The question, whether the conduct of the defendant Keliher constituted a violation of his obligation to cooperate and assist the company in defending the action against him, was a question of fact to be determined in the Superior Court (Ward v. Casualty Co., supra, 267, 268) which has been decided adversely to the defendants. They now argue, however, that the finding of the trial court should be set aside for three reasons: 1, because “There was no sufficient *259 evidence that Mr. Keliher violated his agreement to cooperate”; 2, because “Petitioner negligently caused Mr. Keliher’s condition on which it now relies as a breach of his agreement to cooperate,” and 3, because “Petitioner failed to sustain the burden of showing a substantial and material injury through the alleged failure to cooperate and assist.”

The first of these contentions hardly merits attention. The court found, in effect, that Keliher got drunk and thereby disabled himself from appearing in court on the day after the jury was drawn and when the trial was about to start, and thereafter, upon the same day, disappeared so that he could not be found by plaintiff’s counsel or the sheriff of the county. Without reference to his subsequent conduct, which was equally indefensible, these facts were amply sufficient to sustain the finding of the trial court that Keliher “violated his agreement to cooperate and assist the company in defending the action.”

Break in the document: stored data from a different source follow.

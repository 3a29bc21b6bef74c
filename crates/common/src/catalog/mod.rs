//! Catalog provider abstraction
//!
//! Providers expose two capabilities: searching for candidate records and
//! bulk availability lookup. Implementations:
//! - Fixture (deterministic JSON catalog, used for tests and local runs)
//! - HTTP (live JSON integration)

mod fixture;
mod http;
mod types;

pub use fixture::FixtureProvider;
pub use http::HttpCatalogProvider;
pub use types::{AvailabilityStatus, Format, ProviderAvailability, ProviderBook, SearchQuery};

use crate::config::CatalogConfig;
use crate::errors::{AppError, Result};
use async_trait::async_trait;
use std::sync::Arc;

/// Capability interface over an external book catalog
#[async_trait]
pub trait CatalogProvider: Send + Sync {
    /// Stable provider name, part of the catalog natural key
    fn name(&self) -> &str;

    /// Return a bounded list of candidate records
    async fn search(&self, query: &SearchQuery) -> Result<Vec<ProviderBook>>;

    /// Availability for many items at once
    async fn availability_bulk(
        &self,
        provider_item_ids: &[String],
    ) -> Result<Vec<ProviderAvailability>>;
}

/// Create a provider based on configuration
pub fn create_provider(config: &CatalogConfig) -> Result<Arc<dyn CatalogProvider>> {
    match config.provider.as_str() {
        "fixture" => Ok(Arc::new(FixtureProvider::from_path(&config.fixture_path)?)),
        "http" => {
            let base_url = config.base_url.clone().ok_or_else(|| AppError::Configuration {
                message: "catalog.base_url is required for the http provider".to_string(),
            })?;
            Ok(Arc::new(HttpCatalogProvider::new(
                base_url,
                config.api_key.clone(),
                std::time::Duration::from_secs(config.timeout_secs),
                config.max_retries,
            )?))
        }
        other => Err(AppError::Configuration {
            message: format!("Unknown catalog provider: {}", other),
        }),
    }
}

Defendants’ second contention is equally without merit. The substance of the claim is that the plaintiff, through its agents, was negligent because it placed in Keliher’s hands the money which he presumably used to purchase liquor. In support of this claim, reference is made to the admitted fact that, upon February 25, 1935, the first day of the trial, plaintiff’s counsel, Mr. Burns, gave to Mr. Keliher, who was then wholly without funds, a check for $20 and to the testimony of James J. Cotter, of Lynn, Massachusetts, the plaintiff’s agent who wrote Mr. Keliher’s policy on January 1, 1933, that since the death of his mother in September 1933, Keliher had been a drunkard and wholly irresponsible and that if money was put in his hands he immediately drank. The argument seems to be that the plaintiff company was chargeable with Mr. Cotter’s knowledge of Keliher’s habits acquired long after the policy in question was issued, through occurrences which had no connection whatever with his agency, and that the conduct of the company’s attorney, Mr. Burns, in giving Keliher money to meet his immediate necessities was, therefore, as a matter of law, negligent. We know of no rule or rules of law which compel these conclusions nor have any authorities sustaining the defendants’ contention been called to our attention. The question of the plaintiff’s negligence was, at best, one of fact which has been decided adversely to the defendants by the refusal of the trial court to make a finding of negligence in accordance with their request.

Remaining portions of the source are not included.